Importantly, the largest group of scoliosis cases, accounting for up to 90%, is idiopathic (of unknown cause). There are only hypotheses regarding the factors that may contribute to their development. Genetic factors, early exposure to toxins, and hormonal imbalances are believed to play a role. Biomechanics, lifestyle factors, and environmental conditions are also considered as potential causes [6,7]. Researchers in this field have developed various theories to explain the etiology of scoliosis based on clinical observations and studies. However, none of these theories have been fully confirmed.
Classification of scoliosis
Scoliosis can be classified based on various criteria, including chronology, location of the curvature, angular magnitude, and etiology. Wejsflog proposed a classification of scoliotic symptoms into three groups based on the degree of deformity in the musculoskeletal system. In first-order scoliotic symptoms, there is torsion and wedging of the vertebrae, as well as three-dimensional spinal curvature. Second-order symptoms involve skeletal elements directly associated with the spine. These include posterior rib hump on the convex side and rib depression on the concave side. On the anterior surface of the chest, the situation is reversed, with depression on the convex side and a rib hump on the concave side. Second-order symptoms also include lateral displacement of the hip, inclination of the chest, and its displacement, typically towards the convex side. Third-order changes involve further regions of the musculoskeletal system. These include deepening of the waist triangle on the concave side. Asymmetrical positioning of the shoulders and scapulae is observed, with the scapula on the convex side protruding and rotating outward.
Taking into account the chronology of scoliosis development, James proposed a classification. According to him, there are early-onset scoliosis, which occur around the age of 3, during the first growth spurt. These scoliosis types are more common in boys, and the deformity affects the thoracic spine. This type of scoliosis can be progressive or non-progressive. In the progressive cases, the curvature can exceed 100° according to Cobb. In non-progressives cases, the scoliosis spontaneously resolves and disappears by the age of 4. The second group, according to James, is juvenile scoliosis. They usually appear between the ages of 5 and 8 and can have significant angular values. They are always accompanied by body asymmetry, such as rib hump, shoulder or waist asymmetry. The third group, which is the most common among age-related scoliosis, is adolescent scoliosis. They appear between the ages of 10 and 14 and do not reach high angular values.
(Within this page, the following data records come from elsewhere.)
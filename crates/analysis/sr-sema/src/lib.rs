//! Semantic analysis
//!
//! A single enter/exit walk over the syntax tree that declares names into a
//! [`ScopeTree`] and checks that every identifier reference resolves. Problems
//! are collected as [`SemanticError`]s; the walk never stops early.

mod error;

pub use error::{SemanticError, SemanticErrorKind};

use indexmap::IndexMap;
use sr_scope::{ANY, AUTO, Field, ScopeError, ScopeTree, Symbol};
use sr_span::{LineIndex, Span};
use sr_syntax::{ExprStmtForm, SyntaxKind, SyntaxNode, Visitor, walk};
use tracing::{debug, trace, warn};

/// Result of analysing one compilation unit
#[derive(Debug, Clone)]
pub struct Analysis {
    /// Every scope created during the walk
    pub scopes: ScopeTree,
    /// Errors in the order they were found
    pub errors: Vec<SemanticError>,
}

impl Analysis {
    /// Whether any error was reported
    pub fn has_errors(&self) -> bool {
        !self.errors.is_empty()
    }
}

/// Analyses `root` against a fresh builtin-seeded scope tree.
///
/// `source` is only used to attach line and column numbers to errors.
#[tracing::instrument(level = "debug", skip_all)]
pub fn analyze(root: &SyntaxNode, source: &str) -> Analysis {
    let mut analyzer = Analyzer::new(ScopeTree::with_builtins("global")).with_source(source);
    walk(root, &mut analyzer);
    let analysis = analyzer.finish();
    debug!(
        errors = analysis.errors.len(),
        scopes = analysis.scopes.scope_count(),
        "semantic analysis finished"
    );
    analysis
}

/// Type tag guessed from the text of a right-hand side.
///
/// Only the literal shape is considered: digits give `int`, a leading quote
/// gives `str`, digits around a single `.` give `float`, `True`/`False` give
/// `bool`, and anything else is [`ANY`].
pub fn infer_literal_type(text: &str) -> &'static str {
    let all_digits =
        |text: &str| !text.is_empty() && text.chars().all(|digit| digit.is_ascii_digit());
    if all_digits(text) {
        "int"
    } else if text.starts_with(['"', '\'']) {
        "str"
    } else if all_digits(&text.replacen('.', "", 1)) {
        "float"
    } else if matches!(text, "True" | "False") {
        "bool"
    } else {
        ANY
    }
}

/// Tree visitor declaring names and resolving references
#[derive(Debug)]
pub struct Analyzer {
    scopes: ScopeTree,
    errors: Vec<SemanticError>,
    lines: Option<LineIndex>,
}

impl Analyzer {
    /// Analyzer declaring into `scopes`, starting at its current scope
    pub fn new(scopes: ScopeTree) -> Self {
        Self {
            scopes,
            errors: Vec::new(),
            lines: None,
        }
    }

    /// Attaches line and column numbers from `source` to reported errors
    #[must_use]
    pub fn with_source(mut self, source: &str) -> Self {
        self.lines = Some(LineIndex::new(source));
        self
    }

    /// Errors found so far
    pub fn errors(&self) -> &[SemanticError] {
        &self.errors
    }

    /// Ends the analysis
    pub fn finish(self) -> Analysis {
        Analysis {
            scopes: self.scopes,
            errors: self.errors,
        }
    }

    fn report(&mut self, kind: SemanticErrorKind, span: Span) {
        let position = self.lines.as_ref().map(|lines| lines.line_col(span.start));
        let error = SemanticError {
            kind,
            span,
            line: position.map(|at| at.line),
            column: position.map(|at| at.column),
        };
        trace!(%error, "semantic error");
        self.errors.push(error);
    }

    fn report_scope_error(&mut self, error: ScopeError, span: Span) {
        match error {
            ScopeError::DuplicateSymbol { name, scope } => {
                self.report(SemanticErrorKind::DuplicateSymbol { name, scope }, span);
            }
            other => warn!(error = %other, "unexpected scope error during analysis"),
        }
    }

    fn declare(&mut self, symbol: Symbol, span: Span) {
        if let Err(error) = self.scopes.insert(symbol) {
            self.report_scope_error(error, span);
        }
    }

    fn declare_if_unresolved(&mut self, name: &str, ty: &str, span: Span) {
        if self.scopes.lookup(name).is_none() {
            self.declare(Symbol::variable(name, ty), span);
        }
    }

    fn enter_function(&mut self, node: &SyntaxNode) {
        let params: Vec<String> = node
            .parameters()
            .map(|param| param.name().to_string())
            .collect();
        let return_type = node
            .return_annotation()
            .map_or("NoneType", |annotation| annotation.text.as_str());
        let function = Symbol::function(node.name(), return_type, params);

        let parent = self.scopes.current();
        self.scopes.push(node.name());
        for param in node.parameters() {
            let ty = param
                .annotation()
                .map_or(ANY, |annotation| annotation.text.as_str());
            self.declare(Symbol::parameter(param.name(), ty), param.span);
        }
        if let Err(error) = self.scopes.insert_into(parent, function) {
            self.report_scope_error(error, node.span);
        }
    }

    fn enter_class(&mut self, node: &SyntaxNode) {
        self.declare(Symbol::class(node.name(), class_fields(node)), node.span);
        self.scopes.push(node.name());
    }

    fn enter_name(&mut self, node: &SyntaxNode) {
        if self.scopes.lookup(&node.text).is_some() {
            return;
        }
        let suggestions = self.scopes.suggestions(&node.text);
        self.report(
            SemanticErrorKind::UndefinedIdentifier {
                name: node.text.clone(),
                suggestions,
            },
            node.span,
        );
    }

    fn enter_expr_stmt(&mut self, node: &SyntaxNode) {
        match node.expr_stmt_form() {
            Some(ExprStmtForm::Annotated {
                target, annotation, ..
            }) => {
                self.declare(Symbol::variable(&target.text, &annotation.text), target.span);
            }
            Some(ExprStmtForm::Augmented { target, .. }) => {
                self.declare_if_unresolved(&target.text, AUTO, target.span);
            }
            Some(ExprStmtForm::Assign { targets, value }) => {
                let ty = infer_literal_type(&value.text);
                for target in targets {
                    self.declare_if_unresolved(&target.text, ty, target.span);
                }
            }
            Some(ExprStmtForm::Expr(_)) | None => {}
        }
    }

    fn enter_for(&mut self, node: &SyntaxNode) {
        let Some(targets) = node.child(0) else {
            return;
        };
        for target in targets.children_of(SyntaxKind::Name) {
            self.declare_if_unresolved(&target.text, ANY, target.span);
        }
    }
}

/// Field table of a class body: every `name: Type` statement, in order
fn class_fields(class: &SyntaxNode) -> IndexMap<String, Field> {
    let mut fields = IndexMap::new();
    let Some(body) = class.body() else {
        return fields;
    };
    for statement in &body.children {
        let Some(ExprStmtForm::Annotated {
            target, annotation, ..
        }) = statement.expr_stmt_form()
        else {
            continue;
        };
        if fields.contains_key(&target.text) {
            continue;
        }
        let index = fields.len() as u32;
        fields.insert(
            target.text.clone(),
            Field {
                ty: annotation.text.clone(),
                index,
            },
        );
    }
    fields
}

impl Visitor for Analyzer {
    fn enter(&mut self, node: &SyntaxNode) {
        match node.kind {
            SyntaxKind::FuncDef => self.enter_function(node),
            SyntaxKind::ClassDef => self.enter_class(node),
            SyntaxKind::Name => self.enter_name(node),
            SyntaxKind::ExprStmt => self.enter_expr_stmt(node),
            SyntaxKind::For => self.enter_for(node),
            _ => {}
        }
    }

    fn exit(&mut self, node: &SyntaxNode) {
        if matches!(node.kind, SyntaxKind::FuncDef | SyntaxKind::ClassDef) {
            if let Err(error) = self.scopes.pop() {
                warn!(%error, "unbalanced scope exit");
            }
        }
    }
}

#[cfg(test)]
mod tests {
    use super::*;
    use sr_parser::parse_source;
    use sr_scope::SymbolKind;

    fn run(source: &str) -> Analysis {
        let tree = parse_source(source).unwrap();
        analyze(&tree, source)
    }

    fn undefined_names(analysis: &Analysis) -> Vec<&str> {
        analysis
            .errors
            .iter()
            .filter_map(|error| match &error.kind {
                SemanticErrorKind::UndefinedIdentifier { name, .. } => Some(name.as_str()),
                SemanticErrorKind::DuplicateSymbol { .. } => None,
            })
            .collect()
    }

    #[test]
    fn test_declared_program_has_no_errors() {
        let analysis = run(concat!(
            "x: int = 1\n",
            "y = x + 2\n",
            "fn add(a: int, b: int) -> int:\n",
            "    total = a + b\n",
            "    return total\n",
            "z = add(x, y)\n",
            "if z > 3:\n",
            "    z += 1\n",
        ));
        assert_eq!(analysis.errors, Vec::new());
    }

    #[test]
    fn test_each_undefined_reference_is_reported() {
        let analysis = run("y = q + q\nprint(q)\n");
        assert_eq!(undefined_names(&analysis), vec!["q", "q", "print", "q"]);
    }

    #[test]
    fn test_duplicate_declaration_is_reported_once() {
        let analysis = run("x: int = 1\nx: float = 2.0\n");
        assert_eq!(analysis.errors.len(), 1);
        assert_eq!(
            analysis.errors[0].kind,
            SemanticErrorKind::DuplicateSymbol {
                name: "x".into(),
                scope: "global".into()
            }
        );
    }

    #[test]
    fn test_duplicate_parameter_is_reported() {
        let analysis = run("def f(a, a):\n    pass\n");
        assert_eq!(analysis.errors.len(), 1);
        assert!(matches!(
            analysis.errors[0].kind,
            SemanticErrorKind::DuplicateSymbol { .. }
        ));
    }

    #[test]
    fn test_shadowing_resolves_to_inner_declaration() {
        let analysis = run(concat!(
            "x: int = 1\n",
            "def f() -> float:\n",
            "    x: float = 2.0\n",
            "    return x\n",
        ));
        assert_eq!(analysis.errors, Vec::new());

        let scopes = &analysis.scopes;
        let inner = scopes.scope(scopes.root()).children[0];
        assert_eq!(scopes.scope(inner).name, "f");
        assert_eq!(scopes.lookup_from(inner, "x").unwrap().ty, "float");
        assert_eq!(scopes.lookup_from(scopes.root(), "x").unwrap().ty, "int");
    }

    #[test]
    fn test_function_is_declared_in_enclosing_scope() {
        let analysis = run("def fact(n: int) -> int:\n    return fact(n)\nfact(3)\n");
        assert_eq!(analysis.errors, Vec::new());

        let root = analysis.scopes.scope(analysis.scopes.root());
        let fact = &root.symbols["fact"];
        assert_eq!(fact.params(), Some(&["n".to_string()][..]));
        assert_eq!(fact.ty, "int");
        assert!(root.symbols.get("n").is_none());
    }

    #[test]
    fn test_parameters_are_parameter_symbols() {
        let analysis = run("def f(a: int, b):\n    pass\n");
        let scopes = &analysis.scopes;
        let inner = scopes.scope(scopes.root()).children[0];
        let first = scopes.lookup_from(inner, "a").unwrap();
        assert_eq!(first.kind, SymbolKind::Parameter);
        assert_eq!(first.ty, "int");
        assert_eq!(scopes.lookup_from(inner, "b").unwrap().ty, ANY);
    }

    #[test]
    fn test_augmented_assignment_declares_auto() {
        let analysis = run("counter += 1\n");
        assert_eq!(analysis.errors, Vec::new());
        let root = analysis.scopes.scope(analysis.scopes.root());
        assert_eq!(root.symbols["counter"].ty, AUTO);
    }

    #[test]
    fn test_plain_assignment_uses_literal_shape() {
        let analysis = run("a = 1\nb = 'hi'\nc = 1.5\nd = True\ne = 1 + 2\nf = g = 7\n");
        let root = analysis.scopes.scope(analysis.scopes.root());
        let types: Vec<(&str, &str)> = root
            .symbols
            .values()
            .filter(|symbol| symbol.kind == SymbolKind::Variable)
            .map(|symbol| (symbol.name.as_str(), symbol.ty.as_str()))
            .collect();
        assert_eq!(
            types,
            vec![
                ("a", "int"),
                ("b", "str"),
                ("c", "float"),
                ("d", "bool"),
                ("e", ANY),
                ("f", "int"),
                ("g", "int"),
            ]
        );
    }

    #[test]
    fn test_literal_type_heuristic() {
        assert_eq!(infer_literal_type("42"), "int");
        assert_eq!(infer_literal_type("\"s\""), "str");
        assert_eq!(infer_literal_type("3.25"), "float");
        assert_eq!(infer_literal_type(".5"), "float");
        assert_eq!(infer_literal_type("1.2.3"), ANY);
        assert_eq!(infer_literal_type("-1"), ANY);
        assert_eq!(infer_literal_type("False"), "bool");
        assert_eq!(infer_literal_type(""), ANY);
    }

    #[test]
    fn test_errors_carry_line_and_column() {
        let analysis = run("y = 1\nz = y + missing\n");
        assert_eq!(analysis.errors.len(), 1);
        let error = &analysis.errors[0];
        assert_eq!((error.line, error.column), (Some(2), Some(9)));
        assert_eq!(error.to_string(), "2:9: undefined identifier `missing`");
    }

    #[test]
    fn test_suggestions_for_typos() {
        let analysis = run("total = 1\nx = totl\n");
        assert_eq!(
            analysis.errors[0].kind,
            SemanticErrorKind::UndefinedIdentifier {
                name: "totl".into(),
                suggestions: vec!["total".into()]
            }
        );
    }

    #[test]
    fn test_class_fields_are_indexed() {
        let analysis = run(concat!(
            "class Point:\n",
            "    x: int\n",
            "    y: float\n",
            "p: Point = Point(1, 2.0)\n",
        ));
        assert_eq!(analysis.errors, Vec::new());
        assert_eq!(
            analysis.scopes.field_info("p.y"),
            Ok((1, "float".to_string()))
        );
    }

    #[test]
    fn test_analysis_continues_after_errors() {
        let analysis = run("a = b\nc = d\ne: int = 1\ne: int = 2\n");
        assert_eq!(analysis.errors.len(), 3);
    }

    #[test]
    fn test_errors_serialize_to_json() {
        let analysis = run("x = nope\n");
        let json = serde_json::to_value(&analysis.errors[0]).unwrap();
        assert_eq!(json["kind"], "undefined_identifier");
        assert_eq!(json["name"], "nope");
        assert_eq!(json["line"], 1);
    }
}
There is also a classification based on the location of the curvature. It includes primary thoracic scoliosis, which typically curves to the right, primary lumbar scoliosis, which is usually left-sided. This group also includes primary thoracolumbar scoliosis and double curvature, which has both thoracic and lumbar curvatures.
Taking into account the etiology, the most widely used classification is the one introduced by Cobb, which distinguishes between functional and structural scoliosis. Functional scoliosis is characterized by a small angular value of the curvature and easy correction in the lying position. There are no structural changes within the vertebrae [10]. These types of scoliosis can occur due to factors such as limb length discrepancy, pain, or weakness in the musculoskeletal system. A slight scoliosis can occur due to different leg lengths and should be compensated for with orthopedic aids such as shoe inserts. This is particularly important during the growth period and ensures the proper conditions for the spine to grow. In structural scoliosis, clinical and radiological changes in the vertebral bodies can be observed.